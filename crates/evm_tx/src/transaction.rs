//! EIP-155 legacy transactions, signed locally with a secp256k1 key.

use libsecp256k1::{Message, SecretKey};
use primitive_types::U256;

use crate::{address::keccak256, rlp::RlpList, Address, EvmTxError};

/// Parse a hex private key, with or without `0x`.
pub fn parse_secret_key(s: &str) -> Result<SecretKey, EvmTxError> {
    let trimmed = s.trim();
    let stripped = trimmed.strip_prefix("0x").unwrap_or(trimmed);
    let bytes = hex::decode(stripped)?;
    SecretKey::parse_slice(&bytes).map_err(|_| EvmTxError::InvalidSecretKey)
}

#[derive(Clone, Debug, PartialEq, Eq)]
pub struct LegacyTransaction {
    pub nonce: u64,
    pub gas_price: U256,
    pub gas_limit: u64,
    pub to: Address,
    pub value: U256,
    pub data: Vec<u8>,
    pub chain_id: u64,
}

#[derive(Clone, Debug)]
pub struct SignedTransaction {
    pub raw: Vec<u8>,
    pub hash: [u8; 32],
}

impl SignedTransaction {
    /// `0x`-prefixed form expected by `eth_sendRawTransaction`.
    pub fn raw_hex(&self) -> String {
        format!("0x{}", hex::encode(&self.raw))
    }

    pub fn hash_hex(&self) -> String {
        format!("0x{}", hex::encode(self.hash))
    }
}

impl LegacyTransaction {
    fn base_fields(&self) -> RlpList {
        let mut list = RlpList::new();
        list.append_u64(self.nonce)
            .append_uint(self.gas_price)
            .append_u64(self.gas_limit)
            .append_bytes(self.to.as_bytes())
            .append_uint(self.value)
            .append_bytes(&self.data);
        list
    }

    /// RLP(nonce, gasPrice, gas, to, value, data, chainId, 0, 0)
    pub fn signing_payload(&self) -> Vec<u8> {
        let mut list = self.base_fields();
        list.append_u64(self.chain_id).append_u64(0).append_u64(0);
        list.finish()
    }

    pub fn signing_hash(&self) -> [u8; 32] {
        keccak256(&self.signing_payload())
    }

    pub fn sign(&self, key: &SecretKey) -> SignedTransaction {
        let message = Message::parse(&self.signing_hash());
        let (signature, recovery_id) = libsecp256k1::sign(&message, key);
        let sig = signature.serialize();

        let v = u64::from(recovery_id.serialize()) + 35 + self.chain_id * 2;
        let r = U256::from_big_endian(&sig[..32]);
        let s = U256::from_big_endian(&sig[32..]);

        let mut list = self.base_fields();
        list.append_u64(v).append_uint(r).append_uint(s);
        let raw = list.finish();
        let hash = keccak256(&raw);
        SignedTransaction { raw, hash }
    }
}
//! Minimal RLP encoder, just enough for flat transaction lists.

use primitive_types::U256;

/// Accumulates the payload of a single flat RLP list.
#[derive(Debug, Default)]
pub struct RlpList {
    payload: Vec<u8>,
}

impl RlpList {
    pub fn new() -> Self {
        Self::default()
    }

    pub fn append_bytes(&mut self, bytes: &[u8]) -> &mut Self {
        encode_bytes(&mut self.payload, bytes);
        self
    }

    /// Integers are encoded big-endian with leading zeros stripped; zero is
    /// the empty string.
    pub fn append_uint(&mut self, value: U256) -> &mut Self {
        let mut buf = [0u8; 32];
        value.to_big_endian(&mut buf);
        let first = buf.iter().position(|b| *b != 0).unwrap_or(32);
        encode_bytes(&mut self.payload, &buf[first..]);
        self
    }

    pub fn append_u64(&mut self, value: u64) -> &mut Self {
        self.append_uint(U256::from(value))
    }

    pub fn finish(self) -> Vec<u8> {
        let mut out = Vec::with_capacity(self.payload.len() + 9);
        encode_header(&mut out, 0xc0, self.payload.len());
        out.extend_from_slice(&self.payload);
        out
    }
}

fn encode_bytes(out: &mut Vec<u8>, bytes: &[u8]) {
    if bytes.len() == 1 && bytes[0] < 0x80 {
        out.push(bytes[0]);
        return;
    }
    encode_header(out, 0x80, bytes.len());
    out.extend_from_slice(bytes);
}

fn encode_header(out: &mut Vec<u8>, offset: u8, len: usize) {
    if len <= 55 {
        out.push(offset + len as u8);
        return;
    }
    let len_bytes = (len as u64).to_be_bytes();
    let first = len_bytes.iter().position(|b| *b != 0).unwrap_or(7);
    let len_of_len = len_bytes.len() - first;
    out.push(offset + 55 + len_of_len as u8);
    out.extend_from_slice(&len_bytes[first..]);
}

━━━━

WORK INSTRUCTIONS
The lines to return begin at the first line of the records and end at the line holding "Parse a hex"; please return them exactly, including both, and nothing beyond.

EXERCISE ANSWER
filename crates/evm_tx/src/transaction.rs
//! EIP-155 legacy transactions, signed locally with a secp256k1 key.

use libsecp256k1::{Message, SecretKey};
use primitive_types::U256;

use crate::{address::keccak256, rlp::RlpList, Address, EvmTxError};

/// Parse a hex private key, with or without `0x`.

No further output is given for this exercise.